▸ Work order
Wherever the string "properties" appears in the entries below, return the line that holds it.

(Stored data)
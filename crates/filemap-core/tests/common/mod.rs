use filemap_core::{Schema, Session};
use filemap_fs::NormalizedPath;
use filemap_test_utils::LineDriver;

pub fn schema() -> Schema {
    Schema::new(["ensure", "ip", "port", "comment"], ["target"])
}

pub fn session_over(targets: &[NormalizedPath]) -> Session {
    Session::new(LineDriver::new(targets.iter().cloned()), &schema())
}
//! TOML driver: one top-level table per record
//!
//! ```toml
//! [web]
//! ip = "10.0.0.1"
//! ports = [80, 443]
//! ```
//!
//! The table key is the record name. Values map onto JSON values; dates
//! become strings and nulls are dropped on the way back.

use filemap_core::{
    Capability, DriverError, DriverResult, FormatDriver, PropertyMap, RawRecord, Record,
};
use filemap_fs::NormalizedPath;
use serde_json::{Map, Number, Value};
use toml_edit::{Array, DocumentMut, InlineTable, Item, Table};

use crate::targets::{TARGET, select_target};

const FALLBACK_FILE: &str = "records.toml";

/// Keys owned by the engine, never written into a table.
const RESERVED: [&str; 3] = ["name", "ensure", "target"];

const CAPABILITIES: [Capability; 3] = [
    Capability::TargetFiles,
    Capability::ParseFile,
    Capability::Serialize,
];

/// Driver for records stored as TOML tables.
#[derive(Debug, Clone)]
pub struct TomlTableDriver {
    targets: Vec<NormalizedPath>,
}

impl TomlTableDriver {
    pub fn new(targets: impl IntoIterator<Item = NormalizedPath>) -> Self {
        Self {
            targets: targets.into_iter().collect(),
        }
    }
}

impl FormatDriver for TomlTableDriver {
    fn name(&self) -> &str {
        "toml_table"
    }

    fn capabilities(&self) -> &[Capability] {
        &CAPABILITIES
    }

    fn target_files(&self) -> DriverResult<Vec<NormalizedPath>> {
        Ok(self.targets.clone())
    }

    fn parse_file(&self, path: &NormalizedPath, content: &str) -> DriverResult<Vec<RawRecord>> {
        let doc: DocumentMut = content.parse().map_err(|e: toml_edit::TomlError| {
            let line = e
                .span()
                .map(|span| line_of(content, span.start))
                .unwrap_or(0);
            DriverError::parse(line, e.message().to_string())
        })?;

        let mut records = Vec::new();
        for (name, item) in doc.iter() {
            let Item::Table(table) = item else {
                return Err(DriverError::invalid(format!(
                    "top-level key `{name}` is not a table"
                )));
            };

            let mut record: PropertyMap = table
                .iter()
                .map(|(key, item)| (key.to_string(), item_to_json(item)))
                .collect();
            record
                .entry("ensure".into())
                .or_insert_with(|| Value::String("present".into()));
            record.insert("name".into(), Value::String(name.into()));
            record.insert(TARGET.into(), Value::String(path.as_str().into()));
            records.push(record);
        }
        Ok(records)
    }

    fn serialize(&self, _path: &NormalizedPath, records: &[&Record]) -> DriverResult<String> {
        let mut doc = DocumentMut::new();
        for record in records.iter().filter(|record| record.exists()) {
            let mut table = Table::new();
            for (key, value) in record.properties() {
                if RESERVED.contains(&key.as_str()) {
                    continue;
                }
                if let Some(value) = json_to_toml(value) {
                    table.insert(key.as_str(), toml_edit::value(value));
                }
            }
            doc.insert(record.name(), Item::Table(table));
        }
        Ok(doc.to_string())
    }

    fn select_file(&self, properties: &PropertyMap) -> NormalizedPath {
        select_target(&self.targets, properties, FALLBACK_FILE)
    }
}

/// 1-based line number of a byte offset.
fn line_of(content: &str, offset: usize) -> usize {
    let offset = offset.min(content.len());
    content.as_bytes()[..offset]
        .iter()
        .filter(|b| **b == b'\n')
        .count()
        + 1
}

fn table_to_json(table: &Table) -> Value {
    Value::Object(
        table
            .iter()
            .map(|(k, v)| (k.to_string(), item_to_json(v)))
            .collect(),
    )
}

fn item_to_json(item: &Item) -> Value {
    match item {
        Item::Value(v) => value_to_json(v),
        Item::Table(t) => table_to_json(t),
        Item::ArrayOfTables(arr) => Value::Array(arr.iter().map(table_to_json).collect()),
        Item::None => Value::Null,
    }
}

fn value_to_json(v: &toml_edit::Value) -> Value {
    match v {
        toml_edit::Value::String(s) => Value::String(s.value().to_string()),
        toml_edit::Value::Integer(i) => Value::Number((*i.value()).into()),
        toml_edit::Value::Float(f) => Number::from_f64(*f.value())
            .map(Value::Number)
            .unwrap_or(Value::Null),
        toml_edit::Value::Boolean(b) => Value::Bool(*b.value()),
        toml_edit::Value::Datetime(d) => Value::String(d.value().to_string()),
        toml_edit::Value::Array(arr) => Value::Array(arr.iter().map(value_to_json).collect()),
        toml_edit::Value::InlineTable(t) => Value::Object(
            t.iter()
                .map(|(k, v)| (k.to_string(), value_to_json(v)))
                .collect::<Map<_, _>>(),
        ),
    }
}

fn json_to_toml(value: &Value) -> Option<toml_edit::Value> {
    match value {
        Value::Null => None,
        Value::Bool(b) => Some((*b).into()),
        Value::Number(n) => n
            .as_i64()
            .map(toml_edit::Value::from)
            .or_else(|| n.as_f64().map(toml_edit::Value::from)),
        Value::String(s) => Some(s.as_str().into()),
        Value::Array(items) => Some(
            items
                .iter()
                .filter_map(json_to_toml)
                .collect::<Array>()
                .into(),
        ),
        Value::Object(map) => {
            let mut table = InlineTable::new();
            for (key, value) in map {
                if let Some(value) = json_to_toml(value) {
                    table.insert(key.as_str(), value);
                }
            }
            Some(table.into())
        }
    }
}

#[cfg(test)]
mod tests {
    use super::*;
    use serde_json::json;

    fn parse(content: &str) -> DriverResult<Vec<RawRecord>> {
        TomlTableDriver::new(Vec::<NormalizedPath>::new())
            .parse_file(&NormalizedPath::new("/srv/users.toml"), content)
    }

    #[test]
    fn tables_become_records_in_document_order() {
        let records =
            parse("[web]\nip = \"10.0.0.1\"\nport = 80\n\n[db]\nip = \"10.0.0.2\"\n").unwrap();
        assert_eq!(records.len(), 2);
        assert_eq!(records[0]["name"], json!("web"));
        assert_eq!(records[0]["port"], json!(80));
        assert_eq!(records[0]["ensure"], json!("present"));
        assert_eq!(records[0]["target"], json!("/srv/users.toml"));
        assert_eq!(records[1]["name"], json!("db"));
    }

    #[test]
    fn nested_values_convert() {
        let records = parse("[web]\nports = [80, 443]\nlimits = { cpu = 1.5 }\n").unwrap();
        assert_eq!(records[0]["ports"], json!([80, 443]));
        assert_eq!(records[0]["limits"], json!({ "cpu": 1.5 }));
    }

    #[test]
    fn explicit_ensure_is_kept() {
        let records = parse("[web]\nensure = \"absent\"\n").unwrap();
        assert_eq!(records[0]["ensure"], json!("absent"));
    }

    #[test]
    fn top_level_value_is_rejected() {
        let err = parse("version = 1\n").unwrap_err();
        assert!(matches!(err, DriverError::Invalid { .. }));
    }

    #[test]
    fn syntax_error_reports_line() {
        let err = parse("[web]\nip = \"10.0.0.1\"\nport = = 80\n").unwrap_err();
        assert!(matches!(err, DriverError::Parse { line: 3, .. }));
    }

    #[test]
    fn line_of_counts_newlines() {
        assert_eq!(line_of("a\nb\nc", 0), 1);
        assert_eq!(line_of("a\nb\nc", 2), 2);
        assert_eq!(line_of("a\nb\nc", 99), 3);
    }

    #[test]
    fn json_conversion_drops_nulls() {
        assert!(json_to_toml(&Value::Null).is_none());
        let array = json_to_toml(&json!([1, null, "x"])).unwrap();
        assert_eq!(array.as_array().map(|a| a.len()), Some(2));
    }
}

▸ Completed exercise
            for (key, value) in record.properties() {
    fn select_file(&self, properties: &PropertyMap) -> NormalizedPath {
        select_target(&self.targets, properties, FALLBACK_FILE)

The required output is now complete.